05 abril, 2013

PASCUA EN LA CALLE DE LA MONTERA



PASCUA EN LA CALLE DE LA MONTERA

(OCTAVA DE PASCUA)
 

El miércoles de la semana de Pascua me encontraba en Madrid. Fuimos a comer a un restaurante cuco y agradable cerca de la Gran Vía. Gente guapa de la ciudad del Oso y del Madroño. Comimos un menú bien presentado y sabroso. Luego, ante la insistencia del camarero de que iban a cerrar, nos fuimos a tomar un café sin prisas, de esos en que lo más importante es la conversación pausada y saboreada que el café en sí. Nos sentamos en una mesita al lado de una ventana grande que daba a una bocacalle de la Montera, calle conocida por ser frecuentada por prostitutas y sus clientes, si bien desde hace años ha visto cómo los distintos alcaldes de Madrid se empeñaban en su ‘recuperación’ para el centro urbano de la capital de España.

               Nos sentamos, digo, junto a un enorme ventanal que daba enfrente de la puerta de una casa antigua. Un hombre con cara de pocos amigos miraba hacia arriba y hacia abajo, controlando la calle, como si de un ‘portero’ se tratara. Primero apareció una chica joven, de teñida melena rubia, con unos zapatos de tacones imposibles, acompañada de un hincha del Galatasaray (recordemos que el miércoles este equipo de Estambul jugaba contra el Real Madrid); al poco tiempo aparecieron deprisa y corriendo otra chica joven, ésta morena, también con ropa dos tallas menos y con tacones imposibles, con un jovenzano moreno de aspecto rudo. Luego se abrió la puerta de la calle y salió un hombre entrado en años (no cumplía los setenta) de forma precipitada; luego apareció otro que hizo su salida mirando descuidadamente, como si con él no fuera el asunto; al poco tiempo entraron tres chicas con ropas de calle, de ‘sport’ y con zapatillas cómodas, que se travistieron en unos pocos minutos en chicas embutidas en ropas adosadas a sus carnes y subidas a tacones imposibles que se fueron a ‘hacer la calle’. Los tres que estábamos apurando el café no salíamos de nuestro asombro; nos habíamos sentado enfrente de una ‘casa patera’ donde entraban y salían sin cesar hombre y mujeres con aire despistado, si bien a nadie se nos escapaba ni la finalidad de tales compañías ni la razón de esas entradas y salidas entre descuidadas y precipitadas.

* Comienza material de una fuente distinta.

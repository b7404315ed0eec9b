//! Subcommand implementations

mod check;
mod deploy;
mod plan;

pub use check::cmd_check;
pub use deploy::cmd_deploy;
pub use plan::cmd_plan;

use std::path::Path;

use anyhow::Result;

use dockhand::config::{self, ConfigWarning};
use dockhand::domain::ports::DeployEventSink;
use dockhand::infrastructure::{ConsoleEventSink, JsonEventSink};
use dockhand::DeployConfig;

use crate::ui::context::UiContext;

/// Load the config file and report unknown keys
fn load_config(path: &Path, ui: &UiContext) -> Result<DeployConfig> {
    let (config, warnings) = config::load(path)?;
    print_config_warnings(&warnings, path, ui);
    Ok(config)
}

fn print_config_warnings(warnings: &[ConfigWarning], path: &Path, ui: &UiContext) {
    for warning in warnings {
        if ui.json {
            let output = serde_json::json!({
                "event": "config_warning",
                "config": path.display().to_string(),
                "key": warning.key,
                "line": warning.line,
                "suggestion": warning.suggestion,
            });
            println!("{}", output);
        } else {
            eprintln!("warning: {}: {}", path.display(), warning);
        }
    }
}

/// Progress sink for a run: NDJSON on stdout or console lines on stderr
fn event_sink(ui: &UiContext) -> Box<dyn DeployEventSink> {
    if ui.json {
        Box::new(JsonEventSink::stdout())
    } else {
        Box::new(ConsoleEventSink::stderr(ui.color, ui.unicode, ui.verbose > 0))
    }
}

               El día en que esto sucedía era el miércoles de la Octava de Pascua. Esa misma mañana habíamos ido a misa y habíamos escuchado el evangelio de los Discípulos de Emaús. Ante el espectáculo que se nos presentaba a la vista no pude menos que recordar las prostitutas que aparecen en la Biblia: desde Rajab, que propició la entrada de los espías israelitas en Jericó con la consiguiente entrada en la ciudad, hasta la esposa del profeta Oseas, que se prostituía en los caminos de Samaría. Pero, lo confieso, mi principal pensamiento fue para María Magdalena.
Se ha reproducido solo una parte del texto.